Jamal. Knowing her kid’s name, hearing his voice, somehow gave me another piece of the woman I saw every day. There was something I instantly liked about Jamal. In the brief moments he spoke to his mother, he exhibited a candidness and maturity that matched hers. More than that, he seemed somehow unruined by life. As if the heavy weights of living hadn’t yet crushed any vital part of him yet. I wondered how much of that was his own indomitable spirit, and how much was Miranda’s wisdom and guidance.

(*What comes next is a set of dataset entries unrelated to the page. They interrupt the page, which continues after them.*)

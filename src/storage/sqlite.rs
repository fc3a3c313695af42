//! SQLite implementation of the snippet store.
//!
//! One connection per store, WAL journal mode, foreign keys on. Multi-row
//! mutations run inside explicit transactions so each trait operation is
//! atomic on its own.

use std::path::{Path, PathBuf};

use chrono::{DateTime, Utc};
use rusqlite::{params, Connection, OptionalExtension, Row};
use tracing::{debug, info};

use crate::core::errors::{ResemblError, Result};
use crate::storage::schema::SCHEMA_STATEMENTS;
use crate::storage::{Collection, Snippet, SnippetStore, SnippetVersion, UpsertOutcome};

const SNIPPET_COLUMNS: &str = "checksum, code, names, tags, collection, minhash, created_at";

/// SQLite-backed snippet store.
pub struct SqliteStore {
    conn: Connection,
    path: PathBuf,
}

impl std::fmt::Debug for SqliteStore {
    fn fmt(&self, f: &mut std::fmt::Formatter<'_>) -> std::fmt::Result {
        f.debug_struct("SqliteStore").field("path", &self.path).finish()
    }
}

impl SqliteStore {
    /// Open (or create) the database at `path` and ensure the schema.
    pub fn open(path: &Path) -> Result<Self> {
        if let Some(parent) = path.parent() {
            if !parent.as_os_str().is_empty() {
                std::fs::create_dir_all(parent).map_err(|e| {
                    ResemblError::io(format!("failed to create {}", parent.display()), e)
                })?;
            }
        }
        let conn = Connection::open(path)?;
        let store = Self {
            conn,
            path: path.to_path_buf(),
        };
        store.init()?;
        Ok(store)
    }

    /// Open an in-memory database, mainly for tests.
    pub fn open_in_memory() -> Result<Self> {
        let conn = Connection::open_in_memory()?;
        let store = Self {
            conn,
            path: PathBuf::from(":memory:"),
        };
        store.init()?;
        Ok(store)
    }

    /// Database file path.
    pub fn path(&self) -> &Path {
        &self.path
    }

    fn init(&self) -> Result<()> {
        // journal_mode returns a row; ignore the value.
        let _: String = self
            .conn
            .query_row("PRAGMA journal_mode = WAL;", [], |row| row.get(0))?;
        self.conn.execute_batch("PRAGMA synchronous = NORMAL; PRAGMA foreign_keys = ON;")?;
        for statement in SCHEMA_STATEMENTS {
            self.conn.execute_batch(statement)?;
        }
        debug!("opened snippet store at {}", self.path.display());
        Ok(())
    }

    fn snippet_from_row(row: &Row<'_>) -> rusqlite::Result<RawSnippet> {
        Ok(RawSnippet {
            checksum: row.get(0)?,
            code: row.get(1)?,
            names: row.get(2)?,
            tags: row.get(3)?,
            collection: row.get(4)?,
            minhash: row.get(5)?,
            created_at: row.get(6)?,
        })
    }

    fn fetch_optional(&self, checksum: &str) -> Result<Option<Snippet>> {
        let sql = format!("SELECT {SNIPPET_COLUMNS} FROM snippets WHERE checksum = ?1;");
        let raw = self
            .conn
            .query_row(&sql, params![checksum], Self::snippet_from_row)
            .optional()?;
        raw.map(RawSnippet::decode).transpose()
    }

    fn require(&self, checksum: &str) -> Result<Snippet> {
        self.fetch_optional(checksum)?
            .ok_or_else(|| ResemblError::not_found(format!("snippet {checksum}")))
    }

    fn store_names(&self, checksum: &str, names: &[String]) -> Result<()> {
        self.conn.execute(
            "UPDATE snippets SET names = ?1 WHERE checksum = ?2;",
            params![serde_json::to_string(names)?, checksum],
        )?;
        Ok(())
    }

    fn store_tags(&self, checksum: &str, tags: &[String]) -> Result<()> {
        self.conn.execute(
            "UPDATE snippets SET tags = ?1 WHERE checksum = ?2;",
            params![serde_json::to_string(tags)?, checksum],
        )?;
        Ok(())
    }
}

“It’s alright,” I assured her, though my voice was hoarse now. I was spent from holding back the surge of power. “Are you going to take his advice?”

“What?”

“Are you going to practice having more fun?”

“Don’t fuck with me,” she said in warning. She thought I was trying to mess with her about her kid.

“It’s good advice, you know.”

“Oh really?” she snorted in disbelief. “Are you down here playing ping-pong by yourself?”

“I knit,” I said without pause.

“Har har.”

“Your kid know you are a badass blade wielder?” I asked, my curiosity getting the best of me.

“Unfortunately, he knows more about the supernatural than anybody should have too. Grim saved his life once when some vampires used him as a pawn. I'm very grateful he is unusually mature, but he is still a sensitive soul.”

The distress on her face kept me from asking any more questions about her son’s knowledge of gods and monsters.

Then she walked over to the lone chair and opened her lunch sack. She pulled out a prepackaged bag of chips and ripped it. Her face rearranged into an unreadable mask.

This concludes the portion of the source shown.